C’est maintenant ou jamais : La grande “Transition” doit être imposée


Une nouvelle vague de restrictions, davantage de confinements et – enfin – des milliards de dollars en nouveaux chèques de relance sont peut-être à l’étude.


Par Alastair Crooke – Le 1e décembre 2021 – Source Strategic Culture

Avez-vous suivi les nouvelles de la semaine dernière ? Les obligations en matière de vaccination sont partout : les pays redoublent d’efforts les uns après les autres pour tenter de forcer, ou de contraindre légalement, la vaccination de toute la population. Les obligations sont imposées en raison de l’augmentation massive des cas de Covid – surtout dans les endroits où les thérapies géniques expérimentales à ARNm ont été déployées en masse. Et (ce n’est pas une coïncidence), ce “marqueur” est apparu au moment où les décès dus au Covid aux États-Unis en 2021 ont dépassé ceux de 2020. Cela s’est produit en dépit du fait que l’année dernière, aucun Américain n’a été vacciné (et cette année, 59 % le sont). Cette injection d’ARNm n’est manifestement pas une panacée.

Bien sûr, l’establishment pharmaceutique sait que les vaccins ne sont pas une panacée. Il y a des “intérêts supérieurs” en jeu ici. Ils sont plutôt motivés par la peur que la fenêtre pour la mise en œuvre de leur série de “transitions” aux États-Unis et en Europe se referme. Biden a encore du mal à faire passer son plan de dépenses sociales “Go-Big” et son programme de transition écologique au Congrès avant les élections de mi-mandat dans un an. Et le pic d’inflation pourrait bien couler le programme Build Back Better (BBB) de Biden.

Le temps presse. Les élections de mi-mandat ne sont que dans 12 mois, après quoi la fenêtre législative se refermera.
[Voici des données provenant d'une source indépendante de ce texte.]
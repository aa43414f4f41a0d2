// Copyright (C) 2026 Michael Wilson <mike@mdwn.dev>
//
// This program is free software: you can redistribute it and/or modify it under
// the terms of the GNU General Public License as published by the Free Software
// Foundation, version 3.
//
// This program is distributed in the hope that it will be useful, but WITHOUT
// ANY WARRANTY; without even the implied warranty of MERCHANTABILITY or FITNESS
// FOR A PARTICULAR PURPOSE. See the GNU General Public License for more details.
//
// You should have received a copy of the GNU General Public License along with
// this program. If not, see <https://www.gnu.org/licenses/>.
//
// Voice mixing that's independent of any audio backend.
use std::sync::atomic::{AtomicU64, Ordering};
use std::sync::Arc;

use super::voice::Voice;

/// A frame counter shared between the renderer and whoever reads the clock.
#[derive(Clone, Default)]
pub struct Clock {
    frames: Arc<AtomicU64>,
}

impl Clock {
    pub fn new() -> Clock {
        Clock::default()
    }

    /// Returns the number of frames rendered so far.
    pub fn frames(&self) -> u64 {
        self.frames.load(Ordering::Acquire)
    }

    /// Returns the clock time in seconds for the given sample rate.
    pub fn seconds(&self, sample_rate: u32) -> f64 {
        self.frames() as f64 / sample_rate as f64
    }

    fn advance(&self, frames: u64) {
        self.frames.fetch_add(frames, Ordering::AcqRel);
    }
}

/// Sums all active voices into interleaved output frames and advances the clock.
pub struct VoiceMixer {
    /// Voices that haven't reached their stop time.
    voices: Vec<Voice>,
    /// Number of output channels.
    num_channels: u16,
    /// Output sample rate.
    sample_rate: u32,
    /// The context clock, advanced by every rendered frame.
    clock: Clock,
}

impl VoiceMixer {
    /// Creates a new mixer.
    pub fn new(num_channels: u16, sample_rate: u32, clock: Clock) -> VoiceMixer {
        VoiceMixer {
            voices: Vec::new(),
            num_channels: num_channels.max(1),
            sample_rate,
            clock,
        }
    }

    /// Adds a voice to the mix.
    pub fn add_voice(&mut self, voice: Voice) {
        self.voices.push(voice);
    }

    /// Returns the number of voices that haven't finished.
    pub fn active_count(&self) -> usize {
        self.voices.len()
    }

    /// Gets the number of output channels.
    pub fn num_channels(&self) -> u16 {
        self.num_channels
    }

    /// Gets the sample rate.
    pub fn sample_rate(&self) -> u32 {
        self.sample_rate
    }

    /// Renders into an interleaved output buffer. Any trailing partial frame is
    /// zeroed. Voices whose stop time has passed are dropped.
    pub fn process_into_output(&mut self, output: &mut [f32]) {
        output.fill(0.0);

        let channels = self.num_channels as usize;
        let frames = output.len() / channels;
        let base = self.clock.frames();
        let rate = self.sample_rate as f64;

        if !self.voices.is_empty() {
            for (frame_index, frame) in output.chunks_exact_mut(channels).enumerate() {
                let time = (base + frame_index as u64) as f64 / rate;
                for voice in self.voices.iter() {
                    if !voice.is_sounding_at(time) {
                        continue;
                    }
                    for (channel, out) in frame.iter_mut().enumerate() {
                        *out += voice.value_at(time, channel);
                    }
                }
            }
        }

        self.clock.advance(frames as u64);
        let now = self.clock.seconds(self.sample_rate);
        self.voices.retain(|voice| voice.stop_at() > now);
    }
}
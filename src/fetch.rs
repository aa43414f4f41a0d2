// Copyright (C) 2026 Michael Wilson <mike@mdwn.dev>
//
// This program is free software: you can redistribute it and/or modify it under
// the terms of the GNU General Public License as published by the Free Software
// Foundation, version 3.
//
// This program is distributed in the hope that it will be useful, but WITHOUT
// ANY WARRANTY; without even the implied warranty of MERCHANTABILITY or FITNESS
// FOR A PARTICULAR PURPOSE. See the GNU General Public License for more details.
//
// You should have received a copy of the GNU General Public License along with
// this program. If not, see <https://www.gnu.org/licenses/>.
//

//! Fetching the raw bytes of the sample asset.

use std::sync::Arc;

use futures_util::future::{BoxFuture, FutureExt};
use tracing::debug;

use crate::error::EngineError;

/// Fetches the raw, undecoded bytes of an asset.
pub trait AssetFetcher: Send + Sync {
    /// Starts fetching the asset at the given location. Nothing happens until the
    /// returned future is polled.
    fn fetch(&self, location: &str) -> BoxFuture<'static, Result<Vec<u8>, EngineError>>;
}

/// Fetches assets with an HTTP GET.
pub struct HttpFetcher {
    client: reqwest::Client,
}

impl HttpFetcher {
    /// Creates a new HTTP fetcher.
    pub fn new() -> Result<HttpFetcher, EngineError> {
        let client = reqwest::Client::builder()
            .build()
            .map_err(|e| EngineError::unavailable("http client", e))?;
        Ok(HttpFetcher { client })
    }
}

impl AssetFetcher for HttpFetcher {
    fn fetch(&self, location: &str) -> BoxFuture<'static, Result<Vec<u8>, EngineError>> {
        let client = self.client.clone();
        let location = location.to_string();
        async move {
            debug!(location, "GET sample asset");
            let response = client
                .get(&location)
                .send()
                .await
                .map_err(|e| EngineError::unavailable(&location, e))?;

            let status = response.status();
            if !status.is_success() {
                return Err(EngineError::unavailable(
                    &location,
                    format!("HTTP {}", status.as_u16()),
                ));
            }

            let body = response
                .bytes()
                .await
                .map_err(|e| EngineError::unavailable(&location, e))?;
            Ok(body.to_vec())
        }
        .boxed()
    }
}

/// Reads assets from the local filesystem.
pub struct FileFetcher {}

impl FileFetcher {
    pub fn new() -> FileFetcher {
        FileFetcher {}
    }
}

impl Default for FileFetcher {
    fn default() -> Self {
        FileFetcher::new()
    }
}

impl AssetFetcher for FileFetcher {
    fn fetch(&self, location: &str) -> BoxFuture<'static, Result<Vec<u8>, EngineError>> {
        let location = location.to_string();
        async move {
            debug!(location, "Reading sample asset");
            tokio::fs::read(&location)
                .await
                .map_err(|e| EngineError::unavailable(&location, e))
        }
        .boxed()
    }
}

/// Returns true if the location should be fetched over HTTP.
pub fn is_remote(location: &str) -> bool {
    location.starts_with("http://") || location.starts_with("https://")
}

/// Gets the fetcher appropriate for the given location.
pub fn for_location(location: &str) -> Result<Arc<dyn AssetFetcher>, EngineError> {
    if is_remote(location) {
        Ok(Arc::new(HttpFetcher::new()?))
    } else {
        Ok(Arc::new(FileFetcher::new()))
    }
}
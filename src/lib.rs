// Copyright (C) 2026 Michael Wilson <mike@mdwn.dev>
//
// This program is free software: you can redistribute it and/or modify it under
// the terms of the GNU General Public License as published by the Free Software
// Foundation, version 3.
//
// This program is distributed in the hope that it will be useful, but WITHOUT
// ANY WARRANTY; without even the implied warranty of MERCHANTABILITY or FITNESS
// FOR A PARTICULAR PURPOSE. See the GNU General Public License for more details.
//
// You should have received a copy of the GNU General Public License along with
// this program. If not, see <https://www.gnu.org/licenses/>.
//
pub mod audio;
pub mod config;
pub mod decode;
pub mod engine;
pub mod error;
pub mod fetch;
pub mod keyboard;
pub mod notes;
#[cfg(test)]
mod testutil;

pub use engine::{EngineState, SampleEngine};
pub use error::EngineError;
pub use notes::NoteName;
// Copyright (C) 2026 Michael Wilson <mike@mdwn.dev>
//
// This program is free software: you can redistribute it and/or modify it under
// the terms of the GNU General Public License as published by the Free Software
// Foundation, version 3.
//
// This program is distributed in the hope that it will be useful, but WITHOUT
// ANY WARRANTY; without even the implied warranty of MERCHANTABILITY or FITNESS
// FOR A PARTICULAR PURPOSE. See the GNU General Public License for more details.
//
// You should have received a copy of the GNU General Public License along with
// this program. If not, see <https://www.gnu.org/licenses/>.
//

/// Typed error for config load/parse failures.
#[derive(Debug, thiserror::Error)]
pub enum ConfigError {
    #[error("Config load/parse error: {0}")]
    Load(#[from] config::ConfigError),
}
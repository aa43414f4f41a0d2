// Copyright (C) 2026 Michael Wilson <mike@mdwn.dev>
//
// This program is free software: you can redistribute it and/or modify it under
// the terms of the GNU General Public License as published by the Free Software
// Foundation, version 3.
//
// This program is distributed in the hope that it will be useful, but WITHOUT
// ANY WARRANTY; without even the implied warranty of MERCHANTABILITY or FITNESS
// FOR A PARTICULAR PURPOSE. See the GNU General Public License for more details.
//
// You should have received a copy of the GNU General Public License along with
// this program. If not, see <https://www.gnu.org/licenses/>.
//

/// Gain applied at the moment a voice starts.
pub const PEAK_GAIN: f64 = 0.6;

/// Gain the decay settles on.
pub const FLOOR_GAIN: f64 = 0.001;

/// Seconds from the start of a voice until the decay reaches the floor.
pub const DECAY_SECONDS: f64 = 0.8;

/// Seconds from the start of a voice until it stops, a tenth of a second after
/// the floor is reached.
pub const VOICE_SECONDS: f64 = 0.9;

/// A fixed percussive envelope: jump to the peak, then decay exponentially to
/// the floor.
#[derive(Debug, Clone, Copy, PartialEq)]
pub struct Envelope {
    /// Context time the envelope is anchored at.
    start: f64,
    /// Context time the floor is reached.
    floor_at: f64,
}

impl Envelope {
    /// Creates the envelope anchored at the given context time.
    pub fn anchored(now: f64) -> Envelope {
        Envelope {
            start: now,
            floor_at: now + DECAY_SECONDS,
        }
    }

    /// The time the envelope starts.
    pub fn start(&self) -> f64 {
        self.start
    }

    /// The time the decay reaches the floor.
    pub fn floor_at(&self) -> f64 {
        self.floor_at
    }

    /// The gain at the given context time.
    pub fn gain_at(&self, time: f64) -> f32 {
        if time < self.start {
            return 0.0;
        }
        if time >= self.floor_at {
            return FLOOR_GAIN as f32;
        }

        let progress = (time - self.start) / (self.floor_at - self.start);
        (PEAK_GAIN * (FLOOR_GAIN / PEAK_GAIN).powf(progress)) as f32
    }
}
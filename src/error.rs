// Copyright (C) 2026 Michael Wilson <mike@mdwn.dev>
//
// This program is free software: you can redistribute it and/or modify it under
// the terms of the GNU General Public License as published by the Free Software
// Foundation, version 3.
//
// This program is distributed in the hope that it will be useful, but WITHOUT
// ANY WARRANTY; without even the implied warranty of MERCHANTABILITY or FITNESS
// FOR A PARTICULAR PURPOSE. See the GNU General Public License for more details.
//
// You should have received a copy of the GNU General Public License along with
// this program. If not, see <https://www.gnu.org/licenses/>.
//

/// Errors produced while loading the sample or driving the audio output.
///
/// The engine shares in-flight results between callers, so the error is `Clone`
/// and carries rendered messages rather than the underlying error values.
#[derive(Debug, Clone, PartialEq, thiserror::Error)]
pub enum EngineError {
    #[error("Sample asset {location} unavailable: {reason}")]
    AssetUnavailable { location: String, reason: String },

    #[error("Audio output unsupported: {0}")]
    PlatformUnsupported(String),

    #[error("Sample decode failed: {0}")]
    DecodeFailure(String),

    #[error("Audio output context failed: {0}")]
    ContextFailure(String),

    #[error("Voice trigger failed: {0}")]
    TriggerFailure(String),

    #[error("Sample engine is not ready")]
    NotReady,
}

impl EngineError {
    /// Creates an AssetUnavailable error for the given location.
    pub fn unavailable(location: &str, reason: impl ToString) -> EngineError {
        EngineError::AssetUnavailable {
            location: location.to_string(),
            reason: reason.to_string(),
        }
    }

    /// Returns true if retrying the failed operation can never succeed.
    pub fn is_permanent(&self) -> bool {
        matches!(self, EngineError::PlatformUnsupported(_))
    }
}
La “transition” écologique est également bloquée (par les inquiétudes liées au fait que le passage trop rapide aux énergies renouvelables met en danger les réseaux électriques et augmente indûment les coûts de chauffage), et l’establishment pharmaceutique sait qu’un nouveau variant B.1.1.529 a accompli un grand saut évolutif avec 32 mutations de sa protéine de pointe. Cela le rend “clairement très différent” des variants précédents, ce qui pourrait entraîner de nouvelles vagues d’infection échappant aux “défenses vaccinales”.

Traduction : une nouvelle vague de restrictions, davantage de confinements, et – enfin – des milliards de dollars en nouveaux chèques de relance sont peut-être à l’étude. On pourrait se demander ce qu’il en est de l’inflation.

C’est une course pour les États-Unis et l’Europe, où la pandémie est de retour en force dans toute l’Europe, pour faire passer leurs programmes de réinitialisation, avant que l’histoire des variants ne se grippe, avec des hôpitaux bondés de vaccinés et de non-vaccinés, avec des émeutes dans les rues et des masques obligatoires sur les marchés de Noël (s’ils ouvrent). Les nouvelles de cette semaine laissaient présager un grand retournement de situation : les obligations en matière de vaccination et les mesures de confinement, même dans les zones fortement vaccinées, sont de retour. Et les gens n’aiment pas ça.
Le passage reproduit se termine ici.